Re: [HarfBuzz] 'vert' substitutions in CJK fonts

2013-02-06 Thread Behdad Esfahbod
On 13-02-04 12:34 PM, Grigori Goronzy wrote:
 
 The GSUB table of problematic fonts typically looks a bit too...
 minimal. Here's an example, that's the MOTOYA LMaru font, Android's
 standard CJK font:
...
 So subtitutions are only used if the run that is shaped has Katakana
 (kana) script and language is set to Japanese (JAN). It works if I
 explicitly set the language and force the script to Katakana.
 
 But, in practice, that's of course not true! First, it breaks as soon as
 the system language is not Japanese, unless the language has been
 overridden. Second, not only Katakana characters have vertical variants.
 Punctuation might or might not be substituted depending on context,
 because punctuation characters have common script and assume the script
 of characters around them.

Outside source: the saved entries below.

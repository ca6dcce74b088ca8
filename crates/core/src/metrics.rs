//! Prometheus metrics for core components.
//!
//! This module provides metrics for:
//! - Dispatcher (chunk invocations, retries, render duration)
//! - Combiner (combine duration)
//! - Cleanup (files deleted)
//! - Jobs (outcomes, active jobs)

use once_cell::sync::Lazy;
use prometheus::{HistogramOpts, HistogramVec, IntCounter, IntCounterVec, IntGauge, Opts};

// =============================================================================
// Dispatcher
// =============================================================================

/// Chunk invocations total by result.
pub static CHUNK_INVOCATIONS: Lazy<IntCounterVec> = Lazy::new(|| {
    IntCounterVec::new(
        Opts::new(
            "chunkrender_chunk_invocations_total",
            "Total chunk worker invocations",
        ),
        &["result"], // "success", "failed", "cancelled"
    )
    .unwrap()
});

/// Chunk retries total by error class.
pub static CHUNK_RETRIES: Lazy<IntCounterVec> = Lazy::new(|| {
    IntCounterVec::new(
        Opts::new("chunkrender_chunk_retries_total", "Total chunk retries"),
        &["class"], // "flaky", "worker_failure"
    )
    .unwrap()
});

/// Chunk render duration in seconds.
pub static CHUNK_RENDER_DURATION: Lazy<HistogramVec> = Lazy::new(|| {
    HistogramVec::new(
        HistogramOpts::new(
            "chunkrender_chunk_duration_seconds",
            "Wall-clock duration of a successful chunk attempt",
        )
        .buckets(vec![0.5, 1.0, 2.5, 5.0, 10.0, 30.0, 60.0, 120.0, 300.0, 900.0]),
        &[],
    )
    .unwrap()
});

// =============================================================================
// Combiner and cleanup
// =============================================================================

/// Combine duration in seconds.
pub static COMBINE_DURATION: Lazy<HistogramVec> = Lazy::new(|| {
    HistogramVec::new(
        HistogramOpts::new(
            "chunkrender_combine_duration_seconds",
            "Duration of segment concatenation and muxing",
        )
        .buckets(vec![0.1, 0.5, 1.0, 2.5, 5.0, 10.0, 30.0, 60.0, 300.0]),
        &["result"], // "success", "failed"
    )
    .unwrap()
});

/// Intermediate objects deleted total.
pub static FILES_CLEANED_UP: Lazy<IntCounter> = Lazy::new(|| {
    IntCounter::new(
        "chunkrender_files_cleaned_up_total",
        "Total intermediate objects deleted",
    )
    .unwrap()
});

// =============================================================================
// Jobs
// =============================================================================

/// Render jobs total by outcome.
pub static JOBS_TOTAL: Lazy<IntCounterVec> = Lazy::new(|| {
    IntCounterVec::new(
        Opts::new("chunkrender_jobs_total", "Total render jobs finished"),
        &["outcome"], // "success", "failed", "cancelled", "invalid"
    )
    .unwrap()
});

/// Render jobs currently running.
pub static ACTIVE_JOBS: Lazy<IntGauge> = Lazy::new(|| {
    IntGauge::new("chunkrender_active_jobs", "Render jobs currently running").unwrap()
});

/// Returns all core metrics for registration.
pub fn all_metrics() -> Vec<Box<dyn prometheus::core::Collector>> {
    vec![
        // Dispatcher
        Box::new(CHUNK_INVOCATIONS.clone()),
        Box::new(CHUNK_RETRIES.clone()),
        Box::new(CHUNK_RENDER_DURATION.clone()),
        // Combiner and cleanup
        Box::new(COMBINE_DURATION.clone()),
        Box::new(FILES_CLEANED_UP.clone()),
        // Jobs
        Box::new(JOBS_TOTAL.clone()),
        Box::new(ACTIVE_JOBS.clone()),
    ]
}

If they're next to Kanji characters, it will
 break.

Grigori, welcome to the darker sides of text rendering :).

This is what Pango does, and what eventually I want to make easier doing with
HarfBuzz:

  - Say, system language is en.  Upon detecting Katakana, Pango then proceeds
to resolve the language to assign to that run of text.  Pango knows what
scripts each language tag (locale) uses.  As such it correctly detects that
English doesn't use Katakana, and as such this run can't be in English.  It
then goes searching for a better language tag for the run:

* If env vars $LANGUAGE and/or $PANGO_LANGUAGE are set, it looks in the
languages listed there (those are each a list of language tags), and picks the
first one that uses Katakana,

* If that fails, it knows that most likely language tag for Katakana is
ja, so it uses that.

This is really useful.  For example, by default when Pango sees text in Arabic
script, it behaves as if it's in Arabic language.  But if I set LANGUAGE=en,fa
in my system, then Pango will attribute untagged Arabic script text to Persian
instead of Arabic language.

This is all in pango-language.c.  Check it out.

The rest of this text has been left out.